■ **WHAT TO DO**
Scan the material below for the word "unix", then copy every line in which it appears.

____

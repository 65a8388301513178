//! Accept loops and graceful shutdown.
//!
//! # Shutdown
//!
//! On SIGTERM (or Ctrl-C, or a cancelled [`CancellationToken`]) each listener:
//! 1. Stops `listener.accept()` and closes its socket; no new connections.
//! 2. Asks every open connection to finish its in-flight request and close.
//! 3. Waits for the connection tasks to drain.
//!
//! Timeouts, body-size limits and TLS belong to the fronting proxy.

use std::convert::Infallible;
use std::sync::Arc;

use http::HeaderValue;
use hyper::body::Incoming;
use hyper_util::rt::{TokioExecutor, TokioIo};
use hyper_util::server::conn::auto::Builder as ConnBuilder;
use hyper_util::service::TowerToHyperService;
use tokio::net::TcpListener;
use tokio::task::JoinSet;
use tokio_util::sync::CancellationToken;
use tower::ServiceBuilder;
use tower_http::compression::CompressionLayer;
use tower_http::cors::{AllowOrigin, Any, CorsLayer};
use tracing::{debug, error};

use crate::config::Settings;
use crate::router::{Router, Visibility};

// ── Middleware ────────────────────────────────────────────────────────────────

/// Cross-cutting layers applied to every request on a listener.
#[derive(Clone, Debug, Default)]
pub(crate) struct Stack {
    cors: Option<CorsLayer>,
    compression: bool,
}

impl Stack {
    pub(crate) fn from_settings(settings: &Settings) -> Self {
        Self {
            cors: settings.cors.then(|| cors_layer(&settings.cors_origin)),
            compression: settings.compression,
        }
    }
}

/// `*` allows any origin; otherwise a comma-separated origin list.
fn cors_layer(origin: &str) -> CorsLayer {
    if origin.trim() == "*" {
        return CorsLayer::permissive();
    }
    let origins: Vec<HeaderValue> = origin
        .split(',')
        .map(str::trim)
        .filter(|o| !o.is_empty())
        .filter_map(|o| match o.parse() {
            Ok(v) => Some(v),
            Err(_) => {
                tracing::warn!(origin = o, "ignoring invalid CORS origin");
                None
            }
        })
        .collect();
    CorsLayer::new()
        .allow_origin(AllowOrigin::list(origins))
        .allow_methods(Any)
        .allow_headers(Any)
}

// ── Accept loop ───────────────────────────────────────────────────────────────

/// Accepts connections on `listener` until `shutdown` fires, then closes the
/// listener and returns the still-running connection tasks for draining.
pub(crate) async fn accept_loop(
    listener: TcpListener,
    router: Arc<Router>,
    stack: Stack,
    shutdown: CancellationToken,
    side: Visibility,
) -> JoinSet<()> {
    let mut tasks = JoinSet::new();

    loop {
        tokio::select! {
            // Check shutdown first so a SIGTERM stops accepting immediately,
            // even with connections queued.
            biased;

            () = shutdown.cancelled() => {
                crate::startup!(%side, in_flight = tasks.len(), "closing listener");
                break;
            }

            res = listener.accept() => {
                let (stream, peer) = match res {
                    Ok(v) => v,
                    Err(e) => {
                        error!(%side, "accept error: {e}");
                        continue;
                    }
                };

                let router = Arc::clone(&router);
                let stack = stack.clone();
                let shutdown = shutdown.clone();
                let io = TokioIo::new(stream);

                tasks.spawn(async move {
                    let svc = ServiceBuilder::new()
                        .layer(CompressionLayer::new().gzip(stack.compression))
                        .option_layer(stack.cors)
                        .service_fn(move |req: http::Request<Incoming>| {
                            let router = Arc::clone(&router);
                            async move { Ok::<_, Infallible>(router.dispatch(req).await.into_inner()) }
                        });

                    let builder = ConnBuilder::new(TokioExecutor::new());
                    let conn = builder.serve_connection(io, TowerToHyperService::new(svc));
                    tokio::pin!(conn);

                    let res = tokio::select! {
                        res = conn.as_mut() => res,
                        () = shutdown.cancelled() => {
                            conn.as_mut().graceful_shutdown();
                            conn.await
                        }
                    };
                    if let Err(e) = res {
                        debug!(%peer, "connection error: {e}");
                    }
                });
            }

            // Reap finished connection tasks so the JoinSet does not grow
            // without bound on long-running servers.
            Some(_) = tasks.join_next(), if !tasks.is_empty() => {}
        }
    }

    drop(listener);
    tasks
}

/// Waits for every task in `tasks` to finish.
pub(crate) async fn drain(mut tasks: JoinSet<()>) {
    while tasks.join_next().await.is_some() {}
}

// ── Shutdown signal ───────────────────────────────────────────────────────────

/// Resolves on the first SIGTERM or SIGINT the process receives. On Windows
/// only Ctrl-C is available. A handler that cannot be installed is logged and
/// never fires.
pub async fn shutdown_signal() {
    let ctrl_c = async {
        if let Err(e) = tokio::signal::ctrl_c().await {
            error!("failed to install Ctrl-C handler: {e}");
            std::future::pending::<()>().await;
        }
    };

    #[cfg(unix)]
    let sigterm = async {
        match tokio::signal::unix::signal(tokio::signal::unix::SignalKind::terminate()) {
            Ok(mut sig) => {
                sig.recv().await;
            }
            Err(e) => {
                error!("failed to install SIGTERM handler: {e}");
                std::future::pending::<()>().await;
            }
        }
    };

    #[cfg(not(unix))]
    let sigterm = std::future::pending::<()>();

    tokio::select! {
        () = ctrl_c  => {}
        () = sigterm => {}
    }
}
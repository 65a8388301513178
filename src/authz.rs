//! Header-based authorization gate.
//!
//! A [`Requirement`] lists headers a request must carry and the values each
//! may take. Typical use is a shared secret between sidecars, or restricting
//! an internal route to a known caller:
//!
//! ```rust
//! use berth::authz::Requirement;
//!
//! let req = Requirement::new()
//!     .header("x-api-key", ["k-1", "k-2"])
//!     .header("x-caller", ["billing"]);
//! ```

use http::HeaderMap;

#[derive(Clone, Debug, Default, PartialEq, Eq)]
pub struct Requirement {
    // Lower-cased header name → allowed values.
    headers: Vec<(String, Vec<String>)>,
}

impl Requirement {
    pub fn new() -> Self {
        Self::default()
    }

    /// Requires `name` with a value from `allowed`. Names are case-insensitive;
    /// values are compared exactly.
    pub fn header<I, S>(mut self, name: &str, allowed: I) -> Self
    where
        I: IntoIterator<Item = S>,
        S: Into<String>,
    {
        let name = name.to_ascii_lowercase();
        let allowed: Vec<String> = allowed.into_iter().map(Into::into).collect();
        match self.headers.iter_mut().find(|(n, _)| *n == name) {
            Some((_, existing)) => *existing = allowed,
            None => self.headers.push((name, allowed)),
        }
        self
    }

    pub fn is_empty(&self) -> bool {
        self.headers.is_empty()
    }

    /// `true` only if every required header is present with an allowed value.
    pub fn allow(&self, headers: &HeaderMap) -> bool {
        self.headers.iter().all(|(name, allowed)| {
            headers
                .get(name.as_str())
                .and_then(|v| v.to_str().ok())
                .is_some_and(|v| allowed.iter().any(|a| a == v))
        })
    }
}
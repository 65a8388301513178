//! Streaming of large JSON arrays.
//!
//! A handler that returns tens of thousands of rows should not serialise them
//! into one giant buffer, nor hold the executor while doing it. The emitter
//! writes the array in batches of `rows_per_chunk` items, handing each batch
//! to the response body and then yielding to the scheduler so other requests
//! get a turn.
//!
//! Framing is fixed and shared with the inline path ([`frame_array`]):
//!
//! ```text
//! [\n
//! {"id":1},\n
//! {"id":2}\n
//! ]
//! ```

use bytes::{BufMut, Bytes, BytesMut};
use serde_json::Value;
use tokio::sync::mpsc;

use crate::response::Response;

pub const DEFAULT_MAX_ROWS_PER_CHUNK: usize = 1000;

// Batches in flight between the emitter task and the connection.
const CHANNEL_DEPTH: usize = 4;

#[derive(Debug, thiserror::Error)]
pub enum EmitError {
    #[error("response stream closed by peer")]
    Closed,
    #[error("failed to encode array item: {0}")]
    Encode(#[from] serde_json::Error),
}

/// Batching array writer. Cheap to copy; one lives on each router.
#[derive(Clone, Copy, Debug)]
pub struct ChunkedArrayEmitter {
    rows_per_chunk: usize,
}

impl Default for ChunkedArrayEmitter {
    fn default() -> Self {
        Self::new(DEFAULT_MAX_ROWS_PER_CHUNK)
    }
}

impl ChunkedArrayEmitter {
    /// A zero batch size is treated as one.
    pub fn new(rows_per_chunk: usize) -> Self {
        Self { rows_per_chunk: rows_per_chunk.max(1) }
    }

    pub fn rows_per_chunk(&self) -> usize {
        self.rows_per_chunk
    }

    /// Arrays strictly longer than the batch size are streamed.
    pub fn should_chunk(&self, len: usize) -> bool {
        len > self.rows_per_chunk
    }

    /// Writes `items` as a framed JSON array into `sink`.
    ///
    /// Bytes are sent once per batch, followed by a yield; nothing else in the
    /// loop awaits. Returns [`EmitError::Closed`] if the receiver went away,
    /// which happens when the client disconnects mid-stream.
    pub async fn emit(&self, sink: &mpsc::Sender<Bytes>, items: &[Value]) -> Result<(), EmitError> {
        let mut buf = BytesMut::new();
        buf.put_slice(b"[\n");

        for (i, item) in items.iter().enumerate() {
            write_item(&mut buf, item, i + 1 == items.len())?;

            if (i + 1) % self.rows_per_chunk == 0 {
                sink.send(buf.split().freeze()).await.map_err(|_| EmitError::Closed)?;
                tokio::task::yield_now().await;
            }
        }

        buf.put_slice(b"]");
        sink.send(buf.freeze()).await.map_err(|_| EmitError::Closed)
    }

    /// Spawns [`emit`](Self::emit) and returns a `200` response streaming its
    /// output with `transfer-encoding: chunked`.
    pub(crate) fn respond(self, items: Vec<Value>) -> Response {
        let (tx, rx) = mpsc::channel(CHANNEL_DEPTH);
        let total = items.len();

        tokio::spawn(async move {
            match self.emit(&tx, &items).await {
                Ok(()) => tracing::debug!(rows = total, "chunked array sent"),
                Err(EmitError::Closed) => tracing::debug!(rows = total, "client went away mid-stream"),
                Err(e) => tracing::error!(error = %e, "chunked array aborted"),
            }
        });

        Response::stream(rx)
    }
}

/// The whole array in one buffer, byte-identical to what
/// [`ChunkedArrayEmitter::emit`] produces.
pub fn frame_array(items: &[Value]) -> Result<Bytes, serde_json::Error> {
    let mut buf = BytesMut::new();
    buf.put_slice(b"[\n");
    for (i, item) in items.iter().enumerate() {
        write_item(&mut buf, item, i + 1 == items.len())?;
    }
    buf.put_slice(b"]");
    Ok(buf.freeze())
}

fn write_item(buf: &mut BytesMut, item: &Value, last: bool) -> Result<(), serde_json::Error> {
    serde_json::to_writer((&mut *buf).writer(), item)?;
    buf.put_slice(if last { &b"\n"[..] } else { &b",\n"[..] });
    Ok(())
}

____

■ **OUTPUT OF THE TASK**
    #[cfg(unix)]
        match tokio::signal::unix::signal(tokio::signal::unix::SignalKind::terminate()) {
    #[cfg(not(unix))]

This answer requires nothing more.